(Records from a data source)
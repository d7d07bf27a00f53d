use std::hint::black_box;

use criterion::{Criterion, criterion_group, criterion_main};
use sweeper_core::*;

fn bench_generate(c: &mut Criterion) {
    let mut group = c.benchmark_group("generate");
    for difficulty in [Difficulty::Beginner, Difficulty::Intermediate, Difficulty::Expert] {
        let config = difficulty.config();
        group.bench_function(format!("{:?}", difficulty), |b| {
            let mut seed = 0;
            b.iter(|| {
                seed += 1;
                black_box(RandomMinefieldGenerator::new(seed, StartCell::Random).generate(config))
            })
        });
    }
    group.finish();
}

fn bench_flood_fill(c: &mut Criterion) {
    let grid = Grid::from_mine_coords((255, 255), &[(254, 254)]).unwrap();
    c.bench_function("flood_fill_255x255", |b| {
        b.iter(|| {
            let mut grid = grid.clone();
            black_box(board::reveal(&mut grid, (0, 0)).unwrap())
        })
    });
}

criterion_group!(benches, bench_generate, bench_flood_fill);
criterion_main!(benches);
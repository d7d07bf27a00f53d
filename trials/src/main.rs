use std::path::PathBuf;

use clap::{Parser, ValueEnum};
use serde::Serialize;
use sweeper_core::*;

use config::*;

mod config;

#[derive(Copy, Clone, Debug, ValueEnum)]
enum DifficultyArg {
    Classic,
    Beginner,
    Intermediate,
    Expert,
}

impl From<DifficultyArg> for Difficulty {
    fn from(arg: DifficultyArg) -> Self {
        match arg {
            DifficultyArg::Classic => Difficulty::Classic,
            DifficultyArg::Beginner => Difficulty::Beginner,
            DifficultyArg::Intermediate => Difficulty::Intermediate,
            DifficultyArg::Expert => Difficulty::Expert,
        }
    }
}

#[derive(Copy, Clone, Debug, ValueEnum)]
enum SafetyRuleArg {
    AnyFlag,
    Saturated,
}

impl From<SafetyRuleArg> for SafetyRule {
    fn from(arg: SafetyRuleArg) -> Self {
        match arg {
            SafetyRuleArg::AnyFlag => SafetyRule::AnyFlag,
            SafetyRuleArg::Saturated => SafetyRule::Saturated,
        }
    }
}

/// Let the solver play many rounds unattended and report how it did.
#[derive(Parser, Debug)]
#[command(version, about, long_about = None)]
struct Args {
    /// What log level to use
    #[command(flatten)]
    verbose: clap_verbosity_flag::Verbosity,

    /// TOML file with default settings, flags given here take precedence
    #[arg(short, long)]
    config: Option<PathBuf>,

    /// Board preset
    #[arg(short, long, value_enum)]
    difficulty: Option<DifficultyArg>,

    #[arg(long)]
    rows: Option<Coord>,

    #[arg(long)]
    cols: Option<Coord>,

    #[arg(short, long)]
    mines: Option<CellCount>,

    /// How many rounds to play
    #[arg(short = 'n', long)]
    trials: Option<usize>,

    /// Force a seed instead of random
    #[arg(short, long)]
    seed: Option<u64>,

    /// Never lose on the first reveal of a round
    #[arg(long)]
    first_move_safe: bool,

    #[arg(long, value_enum)]
    safety_rule: Option<SafetyRuleArg>,

    /// Flag all hidden cells when they can only be mines instead of guessing
    #[arg(long)]
    flag_when_exhausted: bool,

    /// Pause between moves, in milliseconds
    #[arg(long)]
    delay_ms: Option<u64>,

    /// Print records and summary as JSON
    #[arg(long)]
    json: bool,

    /// Print the final board of the last round
    #[arg(long)]
    show_board: bool,
}

impl Args {
    fn overrides(&self) -> FileConfig {
        FileConfig {
            difficulty: self.difficulty.map(Into::into),
            rows: self.rows,
            cols: self.cols,
            mines: self.mines,
            trials: self.trials,
            seed: self.seed,
            first_move_safe: self.first_move_safe.then_some(true),
            safety_rule: self.safety_rule.map(Into::into),
            flag_when_exhausted: self.flag_when_exhausted.then_some(true),
            delay_ms: self.delay_ms,
        }
    }
}

#[derive(Serialize)]
struct Report<'a> {
    rows: Coord,
    cols: Coord,
    mines: CellCount,
    records: &'a [TrialRecord],
    summary: TrialSummary,
}

fn main() -> anyhow::Result<()> {
    let args = Args::parse();
    env_logger::Builder::new()
        .filter_level(args.verbose.log_level_filter())
        .init();

    let file = match &args.config {
        Some(path) => FileConfig::load(path)?,
        None => FileConfig::default(),
    };
    let run = RunConfig::try_from(args.overrides().or(file))?;
    log::debug!("Run config: {:?}", run);

    let (mut session, mut solver) = match run.seed {
        Some(seed) => (Session::new(run.game, seed)?, Solver::new(run.solver.clone(), seed)),
        None => (
            Session::from_entropy(run.game)?,
            Solver::from_entropy(run.solver.clone()),
        ),
    };
    session = session.with_first_move_safe(run.first_move_safe);

    let records = solver.run_batch(&mut session, run.trials)?;
    let summary = TrialSummary::from_records(&records);

    if args.json {
        let report = Report {
            rows: run.game.size.0,
            cols: run.game.size.1,
            mines: run.game.mines,
            records: &records,
            summary,
        };
        println!("{}", serde_json::to_string_pretty(&report)?);
    } else {
        for record in &records {
            println!(
                "trial {:>4}  {}  score {:>5}",
                record.trial_index,
                if record.won { "won " } else { "lost" },
                record.score
            );
        }
        println!(
            "{}x{} with {} mines: {}/{} won ({:.1}%), mean score {:.1} of {}, best {}",
            run.game.size.0,
            run.game.size.1,
            run.game.mines,
            summary.wins,
            summary.trials,
            summary.win_rate * 100.0,
            summary.mean_score,
            run.game.safe_cells(),
            summary.best_score
        );
    }

    if args.show_board {
        print!("{}", session);
    }

    Ok(())
}
use crate::*;
pub use random::*;

mod random;

pub trait MinefieldGenerator {
    fn generate(self, config: GameConfig) -> Grid;
}

/// How the generator treats the cell the player is going to open first.
#[derive(Copy, Clone, Debug, PartialEq, Eq)]
pub enum StartCell {
    /// No special treatment, the first cell may be a mine.
    Random,
    /// Never place a mine at these coordinates.
    SafeAt(Coord2),
}
use core::fmt;
use serde::{Deserialize, Serialize};

use crate::Coord2;

/// One board position with its hidden truth and its player-visible state.
///
/// `is_mine` and `adjacent_mine_count` are fixed when the grid is built. `revealed` only ever goes from `false` to
/// `true`, and revealing a cell clears its flag.
#[derive(Copy, Clone, Debug, PartialEq, Eq, Serialize, Deserialize)]
pub struct Cell {
    coords: Coord2,
    pub(crate) is_mine: bool,
    pub(crate) revealed: bool,
    pub(crate) flagged: bool,
    pub(crate) detonated: bool,
    pub(crate) adjacent_mine_count: u8,
}

impl Cell {
    pub(crate) const fn new(coords: Coord2) -> Self {
        Self {
            coords,
            is_mine: false,
            revealed: false,
            flagged: false,
            detonated: false,
            adjacent_mine_count: 0,
        }
    }

    pub const fn coords(&self) -> Coord2 {
        self.coords
    }

    pub const fn row(&self) -> u8 {
        self.coords.0
    }

    pub const fn col(&self) -> u8 {
        self.coords.1
    }

    pub const fn is_mine(&self) -> bool {
        self.is_mine
    }

    pub const fn is_revealed(&self) -> bool {
        self.revealed
    }

    pub const fn is_flagged(&self) -> bool {
        self.flagged
    }

    pub const fn is_detonated(&self) -> bool {
        self.detonated
    }

    pub const fn adjacent_mine_count(&self) -> u8 {
        self.adjacent_mine_count
    }

    /// A safe cell with no adjacent mines, the kind that keeps a flood fill going.
    pub const fn is_empty(&self) -> bool {
        !self.is_mine && self.adjacent_mine_count == 0
    }

    pub const fn is_hidden(&self) -> bool {
        !self.revealed && !self.flagged
    }

    /// What a player looking at the board can see of this cell.
    pub const fn view(&self) -> CellView {
        match (self.revealed, self.flagged, self.is_mine, self.detonated) {
            (true, _, true, true) => CellView::Detonated,
            (true, _, true, false) => CellView::Mine,
            (true, _, false, _) => CellView::Revealed(self.adjacent_mine_count),
            (false, true, _, _) => CellView::Flagged,
            (false, false, _, _) => CellView::Hidden,
        }
    }
}

/// Player-visible state of a cell, which never leaks whether a hidden cell holds a mine.
#[derive(Copy, Clone, Debug, Default, PartialEq, Eq, Serialize, Deserialize)]
pub enum CellView {
    #[default]
    Hidden,
    Flagged,
    Revealed(u8),
    Mine,
    Detonated,
}

impl CellView {
    pub const fn is_unrevealed(self) -> bool {
        matches!(self, Self::Hidden | Self::Flagged)
    }
}

impl fmt::Display for CellView {
    fn fmt(&self, f: &mut fmt::Formatter<'_>) -> fmt::Result {
        use CellView::*;
        let c = match *self {
            Hidden => '#',
            Flagged => 'F',
            Revealed(0) => '.',
            Revealed(count) => char::from(b'0' + count),
            Mine => '*',
            Detonated => 'X',
        };
        write!(f, "{}", c)
    }
}

#[cfg(test)]
mod tests {
    use super::*;

    #[test]
    fn view_hides_mines_until_revealed() {
        let mut cell = Cell::new((0, 0));
        assert_eq!(cell.view(), CellView::default());
        cell.is_mine = true;
        assert_eq!(cell.view(), CellView::Hidden);

        cell.flagged = true;
        assert_eq!(cell.view(), CellView::Flagged);

        cell.flagged = false;
        cell.revealed = true;
        assert_eq!(cell.view(), CellView::Mine);

        cell.detonated = true;
        assert_eq!(cell.view(), CellView::Detonated);
    }

    #[test]
    fn display_is_one_char_per_state() {
        assert_eq!(CellView::Revealed(0).to_string(), ".");
        assert_eq!(CellView::Revealed(8).to_string(), "8");
        assert_eq!(CellView::Hidden.to_string(), "#");
        assert_eq!(CellView::Detonated.to_string(), "X");
    }
}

▶ _THE PROBLEM_
Collect each line of the entries that has the word "rounds", copying it in full.

▶ _RESPONSE TO THE TASK_
/// Let the solver play many rounds unattended and report how it did.
    /// How many rounds to play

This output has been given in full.